Diari

Allen Ginsberg aveva voluto che scrivessi una poesia, per l’occasione, e naturalmente io durante il pomeriggio ero riuscita non so come a scriverla. In una scena bizzarra, e di scene bizzarre me ne capitavano di ogni genere con i miei amici, la poesia me l’aveva fatta leggere per giudicare se era degna di essere presentata al reading dei suoi allievi mentre mi dava una lezione veramente impensabile: si era messo in testa di insegnarmi a lavare i piatti, per lui una imprescindibile prerogativa femminile. La lezione mi pareva perfetta: la sua cucina, nell’appartamento che gli era toccato nella Varsity House, aveva un lavello con due vaschette , e Ginsberg mi spiegava inflessibile che in una vaschetta dovevo insaponare i piatti, nell’altra sciacquarli e quando erano sciacquati posarli sul piano del lavello, mentre lui li asciugava.
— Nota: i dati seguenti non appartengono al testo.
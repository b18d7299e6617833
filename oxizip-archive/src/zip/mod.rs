//! ZIP archive support.
//!
//! [`ZipArchive`] is the entry point: open or create an archive, add,
//! update, rename and remove entries, then save. Records follow the PKWARE
//! APPNOTE, with Zip64 extensions, traditional PKWARE encryption and WinZip
//! AES.

pub mod aes;
pub mod crypto;
pub mod extra;
pub mod format;
pub mod pipeline;

mod archive;
mod entry;
mod extract;
mod options;
mod progress;
mod reader;
mod traverse;

pub use archive::{SaveReport, ZipArchive};
pub use entry::{EntrySource, StreamOpener, ZipEntry};
pub use extract::ExtractReport;
pub use options::{
    ArchiveOptions, DEFAULT_MAX_RETRIES, DEFAULT_RETRY_DELAY, ExtractExistingFileAction,
    Zip64Mode, ZipErrorAction, check_parallel_threshold,
};
pub use pipeline::{EntryReader, PARALLEL_BLOCK_SIZE};
pub use progress::{
    ArchiveListener, ConflictResolution, Control, EntryFailure, ExtractConflict, NoopListener,
    ProgressEvent, ProgressFn, ProgressKind,
};
pub use reader::ReadSeek;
Era così serio nel corso di questa lezione che lo ascoltavo quasi con la stessa intensità con cui ascoltavo le sue lezioni su Shakespeare; caro Allen, per fortuna non mi ha mai fatto un esame sui risultati dei suoi sforzi: piatti non ho mai più provato a lavarne. A dire la verità non ho mai più provato neanche a scrivere poesie su commissione: ne ho scritte due o tre come tutte le donne del mondo per un amore infelice ma, proprio come diceva Benedetto Croce, simili agli sfoghi “delle fantesche con i soldati”.